Association of p53 Arg72Pro polymorphism and HPV status with the initiation, progression, and development of cervical cancer (CC): A meta-analysis.

Abstract

1597 Background: CC develops through progression from normal cervical epithelium through squamous intra-epithelial lesions (SILs) to cancer. CC is classically associated with oncogenic human papillomavirus (HPV). Yet, not all CC patients demonstrate HPV infection at diagnosis. HPV+ and HPV– subsets of CC patients may thus represent distinct entities. HPV binds to P53, promoting its degradation; the Arg variant of p53 Arg72Pro binds more ardently to HPV than the Pro variant. Although there have been meta-analyses of Arg72Pro in CC risk, none has evaluated the relationship between Arg72Pro and HPV status together.

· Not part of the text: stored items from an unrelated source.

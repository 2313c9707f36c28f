//! Review sources: inline text, local files, and downloadable files.
//!
//! Every source yields a flat `Vec<String>`, one review per entry. CSV files
//! contribute their first column (header row skipped); text files contribute
//! one review per non-blank line.

mod download;
mod file;

use std::path::PathBuf;

use reqwest::Client;

use crate::error::RateError;

pub use download::download_reviews;
pub use file::{load_reviews_file, read_reviews_file};

/// Where a batch of reviews comes from.
#[derive(Debug, Clone)]
pub enum ReviewSource {
    Inline(Vec<String>),
    File(PathBuf),
    Url(String),
}

impl ReviewSource {
    /// Load the reviews. `client` is only used for [`ReviewSource::Url`].
    ///
    /// # Errors
    ///
    /// Propagates errors from [`load_reviews_file`] and [`download_reviews`].
    pub async fn load(&self, client: &Client) -> Result<Vec<String>, RateError> {
        match self {
            ReviewSource::Inline(reviews) => Ok(reviews.clone()),
            ReviewSource::File(path) => load_reviews_file(path).await,
            ReviewSource::Url(url) => download_reviews(client, url).await,
        }
    }
}

/// File formats the loaders can parse.
#[derive(Debug, Clone, Copy, PartialEq, Eq)]
pub(crate) enum ReviewFormat {
    Csv,
    Text,
}

impl ReviewFormat {
    /// Pick a format from a file name's extension (case-insensitive).
    pub(crate) fn from_file_name(name: &str) -> Result<Self, RateError> {
        let extension = name
            .rsplit_once('.')
            .map(|(_, ext)| ext.to_ascii_lowercase())
            .unwrap_or_default();
        match extension.as_str() {
            "csv" => Ok(ReviewFormat::Csv),
            "txt" => Ok(ReviewFormat::Text),
            "xlsx" => Err(RateError::UnsupportedFormat(format!(
                "{name} (spreadsheets are not supported; export the sheet as CSV)"
            ))),
            _ => Err(RateError::UnsupportedFormat(name.to_owned())),
        }
    }
}

/// Parse raw file bytes into reviews.
pub(crate) fn parse_reviews(bytes: &[u8], format: ReviewFormat) -> Result<Vec<String>, RateError> {
    match format {
        ReviewFormat::Csv => parse_csv(bytes),
        ReviewFormat::Text => Ok(parse_text(&String::from_utf8_lossy(bytes))),
    }
}

fn parse_csv(bytes: &[u8]) -> Result<Vec<String>, RateError> {
    let mut reader = csv::ReaderBuilder::new()
        .has_headers(true)
        .flexible(true)
        .from_reader(bytes);

    let mut reviews = Vec::new();
    for record in reader.records() {
        let record = record?;
        if let Some(review) = record.get(0).map(str::trim).filter(|r| !r.is_empty()) {
            reviews.push(review.to_owned());
        }
    }
    Ok(reviews)
}

fn parse_text(text: &str) -> Vec<String> {
    text.lines()
        .map(str::trim)
        .filter(|line| !line.is_empty())
        .map(str::to_owned)
        .collect()
}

We hypothesize that p53 Arg72Pro modifies aspects of the carcinogenic process in HPV+ (but not HPV-) subsets of CC. Methods: Pubmed/Embase databases identified 1494 potential studies; 51 were eligible and included. Separate analyses were performed to evaluate CC risk (CC vs normal), initiation of cancer (SIL vs normal), and progression towards cancer (CC vs SIL), by HPV status. Pooled odds ratios (pOR) were generated using RevMan 5.1 software. Results: p53 Arg72Pro was not associated with CC risk in either HPV+ or HPV- patient subsets (pORs 0.92; 95%CI, 0.6-1.3 and pORs 1.07; 95%CI, 0.7-1.7, respectively). Similarly, there was no association with the initiation of disease (SIL vs normal): pORs 0.96; 95%CI, 0.7-1.3 (HPV+ subset); 1.11; 95%CI, 0.9-1.4 (HPV- subset). There was no association with disease progression from SIL to CC in the HPV- subset (pOR, 0.98; 95%CI, 0.7-1.4). However, in the HPV+ subset, comparing the progression from SIL through to CC, there was strong and significant association: pOR, 1.37; 95%CI, 1.2-1.6 (p=4.0x10E-4), with no evidence of heterogeneity (I2 = 0%) or bias (by funnel plot). Sensitivity analyses demonstrated similarly significant results, even after taking into account differing quality of methodological designs and type of biological sample analyzed (tumour vs. blood) of the underlying studies. Associations were mainly restricted to Caucasian studies. Conclusions: In this meta-analysis, the Arg variant of p53 Arg72Pro was associated with progression of SIL to CC only in HPV+ subsets, but not to disease initiation or risk of CC.